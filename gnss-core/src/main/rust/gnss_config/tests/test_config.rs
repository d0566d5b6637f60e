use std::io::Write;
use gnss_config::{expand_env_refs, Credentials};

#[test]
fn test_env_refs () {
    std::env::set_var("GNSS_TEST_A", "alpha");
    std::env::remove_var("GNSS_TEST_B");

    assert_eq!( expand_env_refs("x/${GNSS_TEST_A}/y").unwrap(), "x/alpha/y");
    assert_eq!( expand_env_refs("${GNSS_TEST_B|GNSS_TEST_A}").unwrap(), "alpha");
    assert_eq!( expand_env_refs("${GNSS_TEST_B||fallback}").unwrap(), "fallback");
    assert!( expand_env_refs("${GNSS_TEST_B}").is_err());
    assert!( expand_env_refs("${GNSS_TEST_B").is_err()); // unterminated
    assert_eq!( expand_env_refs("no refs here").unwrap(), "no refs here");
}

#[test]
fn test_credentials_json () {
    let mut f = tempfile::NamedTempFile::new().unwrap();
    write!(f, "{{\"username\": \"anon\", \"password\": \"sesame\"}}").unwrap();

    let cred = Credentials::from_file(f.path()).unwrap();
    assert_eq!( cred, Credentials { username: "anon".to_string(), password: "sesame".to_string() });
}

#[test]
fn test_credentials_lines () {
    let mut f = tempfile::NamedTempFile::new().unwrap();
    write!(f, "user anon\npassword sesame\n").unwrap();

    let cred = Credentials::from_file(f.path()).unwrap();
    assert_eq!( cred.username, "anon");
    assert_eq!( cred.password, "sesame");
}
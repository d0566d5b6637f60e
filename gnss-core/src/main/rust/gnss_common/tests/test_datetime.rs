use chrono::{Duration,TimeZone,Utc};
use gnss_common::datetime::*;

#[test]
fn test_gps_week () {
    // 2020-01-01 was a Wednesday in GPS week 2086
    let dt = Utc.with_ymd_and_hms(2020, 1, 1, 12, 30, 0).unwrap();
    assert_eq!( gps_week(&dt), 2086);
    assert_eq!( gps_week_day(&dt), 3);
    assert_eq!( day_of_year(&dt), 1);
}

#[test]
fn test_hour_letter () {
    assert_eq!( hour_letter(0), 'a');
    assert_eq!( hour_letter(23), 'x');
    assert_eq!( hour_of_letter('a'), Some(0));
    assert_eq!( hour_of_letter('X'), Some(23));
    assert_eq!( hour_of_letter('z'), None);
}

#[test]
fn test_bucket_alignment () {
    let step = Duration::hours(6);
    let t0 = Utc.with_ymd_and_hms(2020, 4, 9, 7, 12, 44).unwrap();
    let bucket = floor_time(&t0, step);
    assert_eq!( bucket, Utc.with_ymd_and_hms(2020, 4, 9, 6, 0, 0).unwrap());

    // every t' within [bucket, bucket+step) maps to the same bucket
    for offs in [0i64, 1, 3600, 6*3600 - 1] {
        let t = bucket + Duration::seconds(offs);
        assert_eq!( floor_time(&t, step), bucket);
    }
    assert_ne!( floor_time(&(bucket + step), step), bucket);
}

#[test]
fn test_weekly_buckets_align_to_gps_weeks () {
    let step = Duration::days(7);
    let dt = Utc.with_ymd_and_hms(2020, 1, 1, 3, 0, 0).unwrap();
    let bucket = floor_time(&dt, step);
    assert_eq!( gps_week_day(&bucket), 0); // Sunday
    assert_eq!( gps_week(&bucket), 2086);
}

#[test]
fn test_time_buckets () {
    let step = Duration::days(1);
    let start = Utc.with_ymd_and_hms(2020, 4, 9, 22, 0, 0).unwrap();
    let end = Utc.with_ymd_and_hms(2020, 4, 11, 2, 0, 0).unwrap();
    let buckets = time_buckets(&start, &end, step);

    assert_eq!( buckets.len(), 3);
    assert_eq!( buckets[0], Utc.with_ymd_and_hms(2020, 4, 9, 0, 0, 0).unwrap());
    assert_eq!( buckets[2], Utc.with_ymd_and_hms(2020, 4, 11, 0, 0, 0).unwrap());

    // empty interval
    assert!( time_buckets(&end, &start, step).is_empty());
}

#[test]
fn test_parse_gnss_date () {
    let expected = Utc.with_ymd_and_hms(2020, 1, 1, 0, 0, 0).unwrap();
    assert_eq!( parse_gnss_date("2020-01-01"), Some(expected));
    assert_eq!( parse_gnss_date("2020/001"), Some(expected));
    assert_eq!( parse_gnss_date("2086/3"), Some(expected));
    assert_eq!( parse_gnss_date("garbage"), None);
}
══════════════════════════════
Your goal
Go through the material above line by line and work out how many lines contain the word "core"; give only that number.

Solution for this task
2